Since the award was first given in 1987, there have been just four women who have been named Ivy League Player of the Year two times.
Since the first All-Ivy team was announced in 1978, five women have earned first-team All-Ivy all four years they played.
In both cases, only one of those women hailed from Penn. In both cases, that player was Melissa Ingalls.
Ingalls was the Ivy League Rookie of the Year in 1986, when she led Penn to the Ivy League Tournament championship with a 3-0 win over Princeton in Cambridge, Mass.
The Ivy League began formal round-robin play in 1987. That year, Ingalls was named the Player of the Year as she led the Quakers to a perfect 7-0 conference campaign and the Ivy League's inaugural regular-season championship. Penn went 24-10 overall that season, a win total that remains third in program history for one season.
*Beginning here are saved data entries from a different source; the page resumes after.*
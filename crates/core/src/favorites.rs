//! Favorites store with toggle semantics.

use serde::{Deserialize, Serialize};

use crate::types::{Price, Product, ProductId};

/// A favorited product.
#[derive(Debug, Clone, PartialEq, Eq, Serialize, Deserialize)]
pub struct FavoriteItem {
    pub id: ProductId,
    pub name: String,
    pub price: Price,
    #[serde(default)]
    pub image: String,
}

impl From<&Product> for FavoriteItem {
    fn from(product: &Product) -> Self {
        Self {
            id: product.id,
            name: product.name.clone(),
            price: product.price,
            image: product.image_url.clone(),
        }
    }
}

/// Set of favorited products, unique by ID, in the order they were added.
///
/// `items()` keeps insertion order, so removing and re-adding a product moves
/// it to the end. That order is not part of the store's state: equality is
/// set equality, and two stores holding the same items in a different order
/// compare equal.
#[derive(Debug, Clone, Default)]
pub struct Favorites {
    items: Vec<FavoriteItem>,
}

impl PartialEq for Favorites {
    fn eq(&self, other: &Self) -> bool {
        self.items.len() == other.items.len()
            && self.items.iter().all(|item| other.items.contains(item))
    }
}

impl Eq for Favorites {}

impl Favorites {
    #[must_use]
    pub const fn new() -> Self {
        Self { items: Vec::new() }
    }

    /// Add the item if absent, remove it if present.
    ///
    /// Returns `true` when the item is a favorite after the call.
    pub fn toggle(&mut self, item: FavoriteItem) -> bool {
        if self.contains(item.id) {
            self.remove(item.id);
            false
        } else {
            self.items.push(item);
            true
        }
    }

    /// Remove the item with `id`, whatever its toggle state.
    pub fn remove(&mut self, id: ProductId) {
        self.items.retain(|item| item.id != id);
    }

    pub fn clear(&mut self) {
        self.items.clear();
    }

    /// Replace every favorite. The first occurrence of a duplicated ID wins.
    pub fn replace_all(&mut self, items: impl IntoIterator<Item = FavoriteItem>) {
        self.items.clear();
        for item in items {
            if !self.contains(item.id) {
                self.items.push(item);
            }
        }
    }

    #[must_use]
    pub fn contains(&self, id: ProductId) -> bool {
        self.items.iter().any(|item| item.id == id)
    }

    #[must_use]
    pub fn items(&self) -> &[FavoriteItem] {
        &self.items
    }

    #[must_use]
    pub fn len(&self) -> usize {
        self.items.len()
    }

    #[must_use]
    pub fn is_empty(&self) -> bool {
        self.items.is_empty()
    }
}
One year later, the Red and Blue went 17-15 overall including 6-1 in Ivy play to repeat as the regular-season champion. Once again, Ingalls was named the Ivy League Player of the Year.
In 1989, Penn finished with a 14-16 overall record and tied for second in the Ivy League regular season with a 4-3 mark. A captain of that Quaker unit, Ingalls was not named Ivy League Player of the Year that season -- Yale's Cathy Bell received the honor -- but the Penn player had the last laugh. Playing in front of its home crowd at The Palestra, the Red and Blue won the Ivy League Tournament with a 3-0 win over Harvard in the final. After losing in the tourney final in both 1987 and 1988, it was a sweet exit for arguably the greatest player in Penn volleyball history.
Ingalls was named team MVP three times, from 1987-89, and remains the only player to be honored so many times. The MVP award has been presented every year since 1981.
As a sign of her versatility, Ingalls graduated as the program's all-time leader in two very different statistics -- kills (1,129) and digs (1,313) -- and was second all-time with 155 service aces. Nearly 25 years after her graduation, Ingalls' kill and dig totals remain third on Penn's all-time lists, while her service ace total is fourth.